Relasi Kuasa dan Rumah Tangga: Dilema Ibu Tunggal dan KDRT di Indonesia

Perihal Perempuan
Perihal Perempuan
Published in
4 min readMar 26, 2022
Ilustrasi Ibu Tunggal. (Photo by Dragon Pan on Unsplash)

Ibu tunggal atau single mom adalah sebutan yang diberikan bagi ibu yang telah menjanda, dan menjadi penanggung jawab tunggal untuk memelihara anaknya setelah kematian atau perceraian dengan pasangannya (Hurlock, 1999).

Ibu tunggal di Indonesia sendiri dapat ditemukan dalam berbagai macam setting baik di kota besar maupun desa. Alasan untuk menjadi ibu tunggal pun beragam bagi para wanita tersebut, ada yang memilih untuk tetap sendiri setelah kepergian suami atau menikah lagi sesuai dengan kebutuhan keluarga masing-masing.

Narasumber kami, HT, seorang ibu tunggal menyatakan bahwa tidak jarang stigma buruk datang kepada ibu tunggal baik yang memilih untuk menikah lagi ataupun tidak, beliau menyebutkan bahwa pilihan tersebut datang dari diri masing-masing dan sesuai dengan kebutuhan masing-masing.

“Memang masih ada pandangan negatif yang saya terima dari lingkungan sekitar. Saya sendiri memiliki pandangan ingin mempertahankan status janda hingga meninggal. Karena saya tidak bisa melupakan beban ketika pertama kali harus berpisah karena maut dengan suami.”

Apapun penyebabnya, menjadi ibu tunggal merupakan tantangan tersendiri bagi perempuan. Segala hal dalam kehidupan berubah, mulai dari soal merawat anak, mengurus masalah finansial, dan menghadapi stigma masyarakat. Namun, yang tak kalah penting adalah bagaimana seorang perempuan yang menjadi ibu tunggal menerima dirinya sendiri.

Menurut Maureen Hitipeuw, pendiri Komunitas Single Moms Indonesia yang sudah berdiri sejak 8 September 2014, penyebab seorang perempuan bisa menjadi ibu tunggal bukan hanya yang menjanda karena pilihan atau kematian, melainkan perceraian karena kekerasan dalam rumah tangga (KDRT).

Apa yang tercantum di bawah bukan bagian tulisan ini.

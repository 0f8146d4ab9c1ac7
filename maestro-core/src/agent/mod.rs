//! Agent system for maestro
//!
//! This module provides the worker abstraction everything else schedules onto:
//! - Agent trait implemented by concrete agents
//! - Worker lifecycle, capacity, inbox and health
//! - Task and result types
//! - Built-in agents and the factory that builds agents by type name

pub mod builtin;
pub mod factory;
pub mod task;
pub mod traits;
pub mod types;
pub mod worker;

pub use builtin::{BuiltinAgent, BuiltinKind};
pub use factory::{AgentFactory, BuiltinAgentFactory};
pub use task::{
    OutputFormat, ResultMetadata, Task, TaskBuilder, TaskContext, TaskMetadata, TaskPriority,
    TaskRequirements, TaskResult, TaskStatus, TaskType,
};
pub use traits::Agent;
pub use types::{
    AgentCapability, AgentConfig, AgentId, AgentState, AgentStatus, CapabilityCategory,
    ResourceUsage, TaskId, duration_ms, new_id,
};
pub use worker::{
    AgentEvent, CPU_THRESHOLD_PERCENT, MEMORY_THRESHOLD_MB, Worker, compute_health_score,
};
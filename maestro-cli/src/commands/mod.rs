pub mod config;
pub mod dispatch;
pub mod run;

use std::sync::Arc;

use maestro_core::{BuiltinAgentFactory, MaestroConfig, Orchestrator, StateManager};
use tracing::info;

/// Start an orchestrator with the builtin agent types, around `state` when given
fn start_with(config: MaestroConfig, state: Option<Arc<StateManager>>) -> Orchestrator {
    let factory = Arc::new(BuiltinAgentFactory);
    let orchestrator = match state {
        Some(state) => Orchestrator::with_state(config, factory, state),
        None => Orchestrator::new(config, factory),
    };
    orchestrator.start();
    info!("Orchestrator started");
    orchestrator
}
//! maestro-core: agent orchestration control plane
//!
//! This crate provides the components that coordinate a pool of agents:
//!
//! - **Workers** - [`Worker`] wraps an [`Agent`] with status, a concurrency cap, an inbox and health
//! - **Spawning** - [`AgentSpawner`] creates, destroys and restarts instances under a global cap
//! - **Messaging** - [`MessageBus`] routes, correlates and records inter-agent messages
//! - **State** - [`StateManager`] is the source of truth for agents, tasks, results and metrics
//! - **Aggregation** - [`OutputAggregator`] merges several agents' results for one task
//! - **Facade** - [`Orchestrator`] wires one of each together
//!
//! # Quick Start
//!
//! ```no_run
//! use std::sync::Arc;
//! use maestro_core::{BuiltinAgentFactory, MaestroConfig, Orchestrator, Task, TaskType};
//!
//! async fn example() -> Result<(), Box<dyn std::error::Error>> {
//!     let orchestrator = Orchestrator::new(MaestroConfig::default(), Arc::new(BuiltinAgentFactory));
//!     orchestrator.start();
//!     orchestrator.bootstrap().await;
//!
//!     let task = Task::builder(TaskType::CodeReview, "Review the parser")
//!         .user_input("let x = y.unwrap();")
//!         .build();
//!     let output = orchestrator.dispatch(task, 2).await?;
//!     println!("{}", output.final_output);
//!
//!     orchestrator.shutdown().await;
//!     Ok(())
//! }
//! ```
//!
//! # Architecture
//!
//! ```text
//! ┌──────────────────────────────────────────────────────┐
//! │                     Orchestrator                      │
//! │  ┌──────────────┐   events   ┌─────────────────────┐ │
//! │  │ AgentSpawner │──────────▶│    StateManager      │ │
//! │  │  ┌────────┐  │            └─────────────────────┘ │
//! │  │  │ Worker │◀─┼── inbox ──┐                         │
//! │  │  └────────┘  │           │ ┌─────────────────────┐ │
//! │  └──────┬───────┘           └─│     MessageBus      │ │
//! │         │ results   messages ─▶└─────────────────────┘ │
//! │         ▼                                              │
//! │  ┌──────────────────┐                                  │
//! │  │ OutputAggregator │                                  │
//! │  └──────────────────┘                                  │
//! └──────────────────────────────────────────────────────┘
//! ```

pub mod agent;
pub mod aggregator;
pub mod bus;
mod capped;
pub mod config;
pub mod error;
pub mod orchestrator;
pub mod spawner;
pub mod state;

// Re-export key types for convenience
pub use agent::{
    Agent, AgentCapability, AgentConfig, AgentEvent, AgentFactory, AgentId, AgentState,
    AgentStatus, BuiltinAgent, BuiltinAgentFactory, BuiltinKind, CapabilityCategory,
    OutputFormat, ResourceUsage, Task, TaskId, TaskPriority, TaskResult, TaskStatus, TaskType,
    Worker,
};
pub use aggregator::{
    AggregatedOutput, AggregationStrategy, OutputAggregator, QualityMetrics, StrategyInfo,
};
pub use bus::{
    BROADCAST, BusStats, HistoryFilter, Message, MessageBus, MessagePriority, MessageType, Route,
    RouteCondition, RoutePattern,
};
pub use config::{AggregatorConfig, BusConfig, FleetEntry, MaestroConfig, SpawnerConfig, StateConfig};
pub use error::{
    AgentError, AggregationError, BusError, MaestroError, MaestroResult, SpawnerError, StateError,
};
pub use orchestrator::Orchestrator;
pub use spawner::{AgentSpawner, InstanceInfo, SpawnConfig, SpawnerEvent, SpawnerStats};
pub use state::{
    CoordinationPlan, JsonFileSnapshotStore, MemorySnapshotStore, SnapshotStore, StateManager,
    StateSnapshot, SystemMetrics,
};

Hal ini dapat dilihat dari laporan Komnas Perempuan pada tahun 2021. Kasus KDRT yang berfokus pada kekerasan terhadap istri (KTI) berada pada angka 3.221 dari keseluruhan kasus KDRT dan ranah personal dengan total 6.480 kasus yang dapat dicatat dan masuk ke dalam ranah hukum.

Angka ini tentu saja bisa lebih tinggi pada pengaplikasiannya, karena pencatatan serta advokasi terkait kekerasan dalam rumah tangga masih sangatlah minimal dan dapat dilakukan oleh beberapa lembaga saja. Dari keseluruhan kasus tersebut, 70% kasus yang tercatat dan ditangani adalah kasus kekerasan terhadap istri.

KDRT pada umumnya memang sulit sekali untuk diatasi karena stigma masyarakat yang masih melekat terkait “mencampuri urusan orang lain” pada kasus-kasus KDRT yang ada disekitarnya.

Sejak dibuatnya UU №23 tahun 2004 memang pelaporan terkait kasus KDRT sudah meningkat dan memiliki bukti konkret. Namun, jarang sekali kasus tersebut menjadi kasus pidana atau secara lumrahnya pelapor dan terlapor akan dihimbau untuk berdamai dan menyelesaikan masalah tersebut dalam lingkup “kekeluargaan”.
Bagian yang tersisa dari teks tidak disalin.